And so we are forced to say that Herr Dühring would certainly not have been able to perpetrate this “historical depiction in the grand style” {556} against Lassalle if he had ever had the Code Napoléon[26] in his hands. We must therefore state as a fact that modern French law, the only modern civil code, which rests on the social achievements of the great French Revolution and translates them into legal form, is completely unknown to Herr Dühring.

In another place, in the criticism of trial by jury with majority decision which was adopted throughout the Continent in accordance with the French model, we are taught:

“Yes, it will even be possible to familiarise oneself with the idea, which for that matter is not without precedent in history, that a conviction where opinion is divided should be one of the impossible institutions in a perfect community {D. Ph. 402} ... This important and profoundly intelligent mode of thought, however, as already indicated above, must seem unsuitable for the traditional forms, because it is too good for them” {D. Ph. 403}.

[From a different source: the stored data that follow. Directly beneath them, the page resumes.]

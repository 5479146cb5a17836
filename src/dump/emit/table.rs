// ABOUTME: DDL for plain, partitioned, partition and sub-partitioned tables
// ABOUTME: Forward references in defaults and checks, and all foreign keys, are deferred

use super::{drop_statement, index_statement, terminated, trailer, EmitContext, ObjectEmitter};
use crate::catalog::{
    ColumnDef, ConstraintDef, ConstraintKind, IdentityKind, ObjectId, TableDef, TableShape,
};
use crate::dump::deferred::{DeferredKind, DeferredQueue, DeferredStatement};
use crate::utils::{quote_ident, quote_literal, sanitize_identifier};
use std::collections::HashMap;

pub struct TableEmitter;

/// Render a column; `with_default` false leaves the default for a later `SET DEFAULT`
fn column_sql(column: &ColumnDef, with_default: bool) -> String {
    let mut sql = format!("{} {}", column.quoted_name(), column.type_name);
    if let Some(expression) = &column.generated {
        sql.push_str(&format!(" GENERATED ALWAYS AS ({}) STORED", expression));
    } else if let Some(identity) = column.identity {
        sql.push_str(match identity {
            IdentityKind::Always => " GENERATED ALWAYS AS IDENTITY",
            IdentityKind::ByDefault => " GENERATED BY DEFAULT AS IDENTITY",
        });
    } else if let (true, Some(default)) = (with_default, &column.default) {
        sql.push_str(&format!(" DEFAULT {}", default));
    }
    if column.not_null {
        sql.push_str(" NOT NULL");
    }
    sql
}

fn constraint_sql(constraint: &ConstraintDef) -> String {
    format!("CONSTRAINT {} {}", quote_ident(&constraint.name), constraint.definition)
}

/// Source constraints that were never validated cannot be created inline
fn is_not_valid(constraint: &ConstraintDef) -> bool {
    constraint.definition.trim_end().ends_with("NOT VALID")
}

struct Body<'t> {
    lines: Vec<String>,
    notes: Vec<String>,
    /// Columns left out of the CREATE, with the object they wait for
    late_columns: HashMap<&'t str, ObjectId>,
}

impl TableEmitter {
    fn columns<'t>(
        &self,
        table: &'t TableDef,
        cx: &EmitContext<'_>,
        deferred: &mut DeferredQueue,
        body: &mut Body<'t>,
    ) {
        let target = table.name.sql();
        for column in &table.columns {
            let waits_for = cx.latest_deferred(table.id, &column.default_refs);
            match (waits_for, column.generated.is_some()) {
                (Some(dependency), true) => {
                    body.late_columns.insert(column.name.as_str(), dependency);
                    deferred.push(
                        DeferredStatement::new(
                            DeferredKind::GeneratedColumn,
                            table.id,
                            format!(
                                "ALTER TABLE {} ADD COLUMN {};",
                                target,
                                column_sql(column, true)
                            ),
                        )
                        .waiting_for(dependency),
                    );
                }
                (Some(dependency), false) if column.default.is_some() => {
                    body.lines.push(column_sql(column, false));
                    let default = column.default.as_deref().unwrap_or_default();
                    deferred.push(
                        DeferredStatement::new(
                            DeferredKind::ColumnDefault,
                            table.id,
                            format!(
                                "ALTER TABLE {} ALTER COLUMN {} SET DEFAULT {};",
                                target,
                                column.quoted_name(),
                                default
                            ),
                        )
                        .waiting_for(dependency),
                    );
                }
                _ => body.lines.push(column_sql(column, true)),
            }
        }
    }

    fn constraints<'t>(
        &self,
        table: &'t TableDef,
        cx: &EmitContext<'_>,
        deferred: &mut DeferredQueue,
        body: &mut Body<'t>,
    ) {
        let target = table.name.sql();
        for constraint in table.constraints.iter().filter(|c| c.is_local) {
            let add = format!(
                "ALTER TABLE {} ADD {};",
                target,
                constraint_sql(constraint)
            );
            match &constraint.kind {
                ConstraintKind::ForeignKey { references } => {
                    if !cx.is_included(*references) {
                        let referenced = cx
                            .catalog
                            .entry(*references)
                            .map(|e| e.name.display_name())
                            .unwrap_or_else(|| references.to_string());
                        body.notes.push(format!(
                            "-- Foreign key {} on {} skipped: \
                             referenced table {} is not part of this dump",
                            sanitize_identifier(&constraint.name),
                            table.name.display_name(),
                            referenced
                        ));
                        continue;
                    }
                    deferred.push(
                        DeferredStatement::new(DeferredKind::ForeignKey, table.id, add)
                            .requiring(*references),
                    );
                }
                ConstraintKind::Check => {
                    let waits_for = cx.latest_deferred(table.id, &constraint.function_refs);
                    match (waits_for, is_not_valid(constraint)) {
                        (Some(dependency), true) => deferred.push(
                            DeferredStatement::new(DeferredKind::CheckValidate, table.id, add)
                                .waiting_for(dependency),
                        ),
                        (Some(dependency), false) => {
                            deferred.push(
                                DeferredStatement::new(
                                    DeferredKind::CheckValidate,
                                    table.id,
                                    format!(
                                        "ALTER TABLE {} ADD {} NOT VALID;",
                                        target,
                                        constraint_sql(constraint)
                                    ),
                                )
                                .waiting_for(dependency),
                            );
                            deferred.push(
                                DeferredStatement::new(
                                    DeferredKind::CheckValidate,
                                    table.id,
                                    format!(
                                        "ALTER TABLE {} VALIDATE CONSTRAINT {};",
                                        target,
                                        quote_ident(&constraint.name)
                                    ),
                                )
                                .waiting_for(dependency),
                            );
                        }
                        (None, true) => deferred.push(DeferredStatement::new(
                            DeferredKind::CheckValidate,
                            table.id,
                            add,
                        )),
                        (None, false) => body.lines.push(constraint_sql(constraint)),
                    }
                }
                _ => {
                    let waits: Vec<ObjectId> = constraint
                        .columns
                        .iter()
                        .filter_map(|c| body.late_columns.get(c.as_str()).copied())
                        .collect();
                    match cx.latest_deferred(table.id, &waits) {
                        Some(dependency) => deferred.push(
                            DeferredStatement::new(DeferredKind::GeneratedColumn, table.id, add)
                                .waiting_for(dependency),
                        ),
                        None => body.lines.push(constraint_sql(constraint)),
                    }
                }
            }
        }
    }

    fn create_statement(
        &self,
        table: &TableDef,
        cx: &EmitContext<'_>,
        lines: &[String],
    ) -> Option<String> {
        let if_not_exists = if cx.options.if_not_exists {
            "IF NOT EXISTS "
        } else {
            ""
        };
        let body = if lines.is_empty() {
            String::new()
        } else {
            format!(" (\n    {}\n)", lines.join(",\n    "))
        };
        let partition_by = table
            .shape
            .partition_key()
            .map(|key| format!(" PARTITION BY {}", key))
            .unwrap_or_default();
        let tablespace = table
            .tablespace
            .as_deref()
            .map(|ts| format!(" TABLESPACE {}", quote_ident(ts)))
            .unwrap_or_default();

        let sql = match &table.shape {
            TableShape::Plain | TableShape::Partitioned { .. } => format!(
                "CREATE {}TABLE {}{}{}{}{};",
                if table.unlogged { "UNLOGGED " } else { "" },
                if_not_exists,
                table.name.sql(),
                if lines.is_empty() { " ()" } else { body.as_str() },
                partition_by,
                tablespace
            ),
            TableShape::Partition { parent, bound }
            | TableShape::SubPartitioned { parent, bound, .. } => {
                let parent = cx.name_of(*parent)?;
                format!(
                    "CREATE TABLE {}{} PARTITION OF {}{}\n    {}{}{};",
                    if_not_exists,
                    table.name.sql(),
                    parent,
                    body,
                    bound,
                    partition_by,
                    tablespace
                )
            }
        };
        Some(sql)
    }
}

impl ObjectEmitter for TableEmitter {
    type Object = TableDef;

    fn emit(
        &self,
        table: &TableDef,
        cx: &EmitContext<'_>,
        deferred: &mut DeferredQueue,
    ) -> Vec<String> {
        let target = table.name.sql();
        let mut body = Body {
            lines: Vec::new(),
            notes: Vec::new(),
            late_columns: HashMap::new(),
        };

        // Partitions take their columns from the parent.
        if matches!(table.shape, TableShape::Plain | TableShape::Partitioned { .. }) {
            self.columns(table, cx, deferred, &mut body);
        }
        self.constraints(table, cx, deferred, &mut body);

        let Some(create) = self.create_statement(table, cx, &body.lines) else {
            return vec![format!(
                "-- {} {} skipped: its parent table is not in the catalog snapshot",
                table.kind(),
                table.name.display_name()
            )];
        };

        let mut statements = Vec::new();
        if cx.options.clean {
            statements.push(drop_statement("TABLE", &target));
        }
        statements.push(create);
        statements.extend(body.notes);
        statements.extend(
            table
                .indexes
                .iter()
                .map(|index| index_statement(index, cx.options.if_not_exists)),
        );

        for rule in &table.rules {
            deferred.push(DeferredStatement::new(
                DeferredKind::Rule,
                table.id,
                terminated(&rule.definition),
            ));
        }
        for trigger in &table.triggers {
            deferred.push(DeferredStatement::new(
                DeferredKind::Trigger,
                table.id,
                terminated(&trigger.definition),
            ));
        }

        statements.extend(trailer("TABLE", &target, Some("TABLE"), &table.meta, cx.options));
        if cx.options.include_comments {
            for column in &table.columns {
                if let Some(comment) = &column.comment {
                    statements.push(format!(
                        "COMMENT ON COLUMN {}.{} IS {};",
                        target,
                        column.quoted_name(),
                        quote_literal(comment)
                    ));
                }
            }
        }
        statements
    }
}
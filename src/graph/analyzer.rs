// ABOUTME: Builds the per-pass dependency graphs of one database from a catalog snapshot
// ABOUTME: Unified function/table/aggregate pass, domain+composite pass, view passes

use super::dependency::{DependencyGraph, EdgeKind, GraphBuilder, ObjectNode};
use crate::catalog::{CatalogSnapshot, ConstraintKind, ObjectId, ObjectKind, TypeBody};
use std::collections::BTreeSet;

const UNIFIED_KINDS: &[ObjectKind] = &[
    ObjectKind::Function,
    ObjectKind::Table,
    ObjectKind::PartitionedTable,
    ObjectKind::Partition,
    ObjectKind::SubPartitionedTable,
    ObjectKind::Aggregate,
];

/// Scans a snapshot restricted to the selected objects and derives graphs
///
/// Objects whose details failed to load still become nodes, without edges, so
/// their failure comment lands at a stable position.
pub struct DependencyAnalyzer<'a> {
    snapshot: &'a CatalogSnapshot,
    included: &'a BTreeSet<ObjectId>,
}

impl<'a> DependencyAnalyzer<'a> {
    pub fn new(snapshot: &'a CatalogSnapshot, included: &'a BTreeSet<ObjectId>) -> Self {
        Self { snapshot, included }
    }

    fn builder_for(&self, kinds: &[ObjectKind]) -> GraphBuilder {
        let mut builder = GraphBuilder::new();
        for entry in self.snapshot.entries_of(kinds) {
            if self.included.contains(&entry.id) {
                builder.add_node(ObjectNode::from(entry));
            }
        }
        builder
    }

    /// Functions, every table shape and aggregates in one topological pass
    ///
    /// CHECK constraints calling functions add no edge; the emitter decides
    /// with `should_defer` whether such a constraint is validated later.
    pub fn unified_graph(&self) -> DependencyGraph {
        let mut builder = self.builder_for(UNIFIED_KINDS);

        for entry in self.snapshot.entries_of(UNIFIED_KINDS) {
            if !builder.contains(entry.id) {
                continue;
            }
            match entry.kind {
                ObjectKind::Function => {
                    if let Ok(function) = self.snapshot.function(entry.id) {
                        for type_ref in &function.type_refs {
                            builder.add_edge(entry.id, *type_ref, EdgeKind::SignatureType);
                        }
                    }
                }
                ObjectKind::Aggregate => {
                    if let Ok(aggregate) = self.snapshot.aggregate(entry.id) {
                        for support in &aggregate.support_refs {
                            builder.add_edge(entry.id, *support, EdgeKind::AggregateSupport);
                        }
                    }
                }
                _ => {
                    if let Some(parent) = entry.parent {
                        builder.add_edge(entry.id, parent, EdgeKind::PartitionOf);
                    }
                    let Ok(table) = self.snapshot.table(entry.id) else {
                        continue;
                    };
                    for column in &table.columns {
                        let relation = if column.generated.is_some() {
                            EdgeKind::GeneratedColumn
                        } else {
                            EdgeKind::ColumnDefault
                        };
                        for target in &column.default_refs {
                            builder.add_edge(entry.id, *target, relation);
                        }
                        if let Some(type_ref) = column.type_ref {
                            builder.add_edge(entry.id, type_ref, EdgeKind::TypeUsage);
                        }
                    }
                    for constraint in &table.constraints {
                        if let ConstraintKind::ForeignKey { references } = constraint.kind {
                            builder.add_edge(entry.id, references, EdgeKind::ForeignKey);
                        }
                    }
                }
            }
        }

        builder.build()
    }

    /// Domains and composite types, which may reference each other
    pub fn type_graph(&self) -> DependencyGraph {
        let mut builder = GraphBuilder::new();
        for entry in self.snapshot.entries_of(&[ObjectKind::Domain, ObjectKind::Type]) {
            if !self.included.contains(&entry.id) {
                continue;
            }
            let composite_or_domain = match entry.kind {
                ObjectKind::Domain => true,
                _ => self
                    .snapshot
                    .type_def(entry.id)
                    .map(|t| t.is_composite())
                    .unwrap_or(true),
            };
            if composite_or_domain {
                builder.add_node(ObjectNode::from(entry));
            }
        }

        for entry in self.snapshot.entries_of(&[ObjectKind::Domain, ObjectKind::Type]) {
            if !builder.contains(entry.id) {
                continue;
            }
            if let Ok(domain) = self.snapshot.domain(entry.id) {
                if let Some(base) = domain.base_ref {
                    builder.add_edge(entry.id, base, EdgeKind::TypeUsage);
                }
            }
            if let Ok(type_def) = self.snapshot.type_def(entry.id) {
                if let TypeBody::Composite { attributes } = &type_def.body {
                    for attribute in attributes {
                        if let Some(type_ref) = attribute.type_ref {
                            builder.add_edge(entry.id, type_ref, EdgeKind::TypeUsage);
                        }
                    }
                }
            }
        }

        builder.build()
    }

    /// View pass and materialized-view pass
    ///
    /// A plain view that reads (directly or through other views) from a
    /// materialized view moves into the second pass so it is created after it.
    pub fn view_graphs(&self) -> (DependencyGraph, DependencyGraph) {
        let views: Vec<_> = self
            .snapshot
            .entries_of(&[ObjectKind::View, ObjectKind::MaterializedView])
            .filter(|e| self.included.contains(&e.id))
            .collect();

        let mut late: BTreeSet<ObjectId> = views
            .iter()
            .filter(|e| e.kind == ObjectKind::MaterializedView)
            .map(|e| e.id)
            .collect();
        loop {
            let before = late.len();
            for entry in &views {
                if late.contains(&entry.id) {
                    continue;
                }
                if let Ok(view) = self.snapshot.view(entry.id) {
                    if view.depends_on.iter().any(|d| late.contains(d)) {
                        late.insert(entry.id);
                    }
                }
            }
            if late.len() == before {
                break;
            }
        }

        let mut early_builder = GraphBuilder::new();
        let mut late_builder = GraphBuilder::new();
        for entry in &views {
            let node = ObjectNode::from(*entry);
            if late.contains(&entry.id) {
                late_builder.add_node(node);
            } else {
                early_builder.add_node(node);
            }
        }
        for entry in &views {
            let Ok(view) = self.snapshot.view(entry.id) else {
                continue;
            };
            let builder = if late.contains(&entry.id) {
                &mut late_builder
            } else {
                &mut early_builder
            };
            for dependency in &view.depends_on {
                builder.add_edge(entry.id, *dependency, EdgeKind::ViewReference);
            }
        }

        (early_builder.build(), late_builder.build())
    }
}
// ABOUTME: Dump command writing a dependency-ordered SQL script
// ABOUTME: Streams through a plain, gzip, bzip2 or zip sink into a file or stdout

use crate::dump::{Compression, DumpOptions, DumpStats, Exporter, OutputSink};
use anyhow::{Context, Result};
use std::fs::File;
use std::io::{self, BufWriter, Write};
use std::path::Path;

/// Dump `source_url` to `output` (stdout when `None`)
///
/// # Arguments
///
/// * `source_url` - Connection string of the source server or database
/// * `options` - Scope, selection and rendering options
/// * `compression` - Framing applied to the script
/// * `output` - Destination file
///
/// # Errors
///
/// Fails on invalid options, connection or catalog errors, and write failures.
/// Per-object catalog failures are reported inside the script instead.
pub async fn dump(
    source_url: &str,
    options: DumpOptions,
    compression: Compression,
    output: Option<&Path>,
) -> Result<DumpStats> {
    let exporter = Exporter::new(source_url, options)?;

    let base_name = output
        .and_then(|path| path.file_stem())
        .and_then(|stem| stem.to_str())
        .map(|stem| stem.trim_end_matches(".sql").to_string())
        .unwrap_or_else(|| "dump".to_string());

    let writer: Box<dyn Write + Send> = match output {
        Some(path) => {
            let file = File::create(path)
                .with_context(|| format!("Failed to create {}", path.display()))?;
            Box::new(BufWriter::new(file))
        }
        None => Box::new(BufWriter::new(io::stdout())),
    };

    let (mut sink, framing) = OutputSink::begin(compression, &base_name, writer)?;
    tracing::info!("Writing {} ({})", framing.file_name, framing.content_type);

    let result = exporter.run(&mut sink).await;
    // The sink is closed on every path so partial output stays readable.
    let finished = sink.finish();
    let stats = result?;
    finished?;

    tracing::info!(
        "✓ Dumped {} database(s): {} object(s), {} row(s) from {} table(s)",
        stats.databases,
        stats.objects,
        stats.rows,
        stats.tables_with_data
    );
    if stats.catalog_failures > 0 || stats.deferred_skipped > 0 {
        tracing::warn!(
            "⚠ {} object(s) could not be read and {} deferred statement(s) were skipped",
            stats.catalog_failures,
            stats.deferred_skipped
        );
    }
    if stats.circular_objects > 0 {
        tracing::warn!(
            "⚠ {} object(s) are in circular dependencies; review the script before replaying it",
            stats.circular_objects
        );
    }
    Ok(stats)
}

#[cfg(test)]
mod tests {
    use super::*;

    #[tokio::test]
    async fn test_rejects_invalid_url_before_creating_output() {
        let dir = tempfile::tempdir().unwrap();
        let path = dir.path().join("out.sql");
        let result = dump(
            "mysql://localhost/db",
            DumpOptions::default(),
            Compression::Plain,
            Some(&path),
        )
        .await;
        assert!(result.is_err());
        assert!(!path.exists());
    }

    #[tokio::test]
    #[ignore]
    async fn test_dump_to_gzip_file() {
        let url = std::env::var("TEST_SOURCE_URL").expect("TEST_SOURCE_URL not set");
        let dir = tempfile::tempdir().unwrap();
        let path = dir.path().join("source.sql.gz");
        let stats = dump(&url, DumpOptions::default(), Compression::Gzip, Some(&path))
            .await
            .unwrap();
        assert_eq!(stats.databases, 1);
        assert!(std::fs::metadata(&path).unwrap().len() > 0);
    }
}
fn named_row(
    target_columns: &[TargetColumn],
    options: &ImportOptions,
    pairs: Vec<(String, Field)>,
) -> Result<Row, String> {
    let mut columns: Vec<TargetColumn> = Vec::new();
    let mut values = Vec::new();
    for (name, field) in pairs {
        let column =
            find_column(target_columns, &name).ok_or_else(|| format!("unknown column '{}'", name))?;
        if columns.iter().any(|c| c.name == column.name) {
            return Err(format!("column '{}' given more than once", column.name));
        }
        values.push(convert_field(column, options, field)?);
        columns.push(column.clone());
    }
    Ok((columns, values))
}

fn convert_field(
    column: &TargetColumn,
    options: &ImportOptions,
    field: Field,
) -> Result<Option<String>, String> {
    let (value, quoted) = match field {
        Field::Null => return Ok(None),
        Field::Text { value, quoted } => (value, quoted),
    };
    if !quoted && options.allowed_nulls.iter().any(|token| *token == value) {
        return Ok(None);
    }
    if column.is_bytea() {
        return decode_bytea(&value, options.bytea_encoding)
            .map(Some)
            .map_err(|e| format!("column '{}': {}", column.name, e));
    }
    Ok(Some(value))
}

/// Convert an uploaded binary value into PostgreSQL hex bytea text
fn decode_bytea(value: &str, encoding: ByteaEncoding) -> Result<String, String> {
    let bytes = match encoding {
        ByteaEncoding::Raw => return Ok(value.to_string()),
        ByteaEncoding::Hex => {
            let digits = value.trim();
            let digits = digits.strip_prefix("\\x").unwrap_or(digits);
            hex::decode(digits).map_err(|e| format!("invalid hex: {}", e))?
        }
        ByteaEncoding::Base64 => base64::engine::general_purpose::STANDARD
            .decode(value.trim())
            .map_err(|e| format!("invalid base64: {}", e))?,
    };
    Ok(format!("\\x{}", hex::encode(bytes)))
}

Once again, Herr Dühring is ignorant of the fact that under English common law, i.e., the unwritten law of custom which has been in force since time immemorial, certainly at least since the fourteenth century, unanimity of the jury is absolutely essential, not only for convictions in criminal cases but also for judgments in civil suits. Thus the important and profoundly intelligent mode of thought, which according to Herr Dühring is too good for the present-day world, had had legal validity in England as far back as the darkest Middle Ages, and from England it was brought to Ireland, the United States of America and all the English colonies. And yet the most exhaustive specialised studies failed to reveal to Herr Dühring even the faintest whisper of all this! The area in which a unanimous verdict by the jury is required is therefore not only infinitely greater than the tiny area where Prussian law is in force, but is also more extensive than all the areas taken together in which juries decide by majority vote. Not only is French law, the only modern law, totally unknown to Herr Dühring; he is equally ignorant of the only Germanic law which has developed independently of Roman authority up to the present day and spread to all parts of the world — English law. And why does Herr Dühring know nothing of it? Because the English brand of the juridical mode of thought

“would anyhow not be able to stand up against the schooling in the pure concepts of the classical Roman jurists given on German soil” {D. K. G. 456},

says Herr Dühring; and he says further:

“what is the English-speaking world with its childish hodgepodge language as compared with our natural language structure?” {D. Ph. 315.}

To which we might answer with Spinoza: Ignorantia non est argumentum. Ignorance is no argument.[27] We can accordingly come to no other final conclusion than that Herr Dühring's most exhaustive specialised studies consisted in his absorption for three years in the theoretical study of the Corpus juris,[28] and for a further three years in the practical study of the noble Prussian law. That is certainly quite meritorious, and would be ample for a really respectable district judge or lawyer in old Prussia. But when a person undertakes to compose a legal philosophy for all worlds and all ages, he should at least have some degree of acquaintance with legal systems like those of the French, English and Americans, nations which have played quite a different role in history from that played by the little corner of Germany in which Prussian law flourishes. But let us follow him further.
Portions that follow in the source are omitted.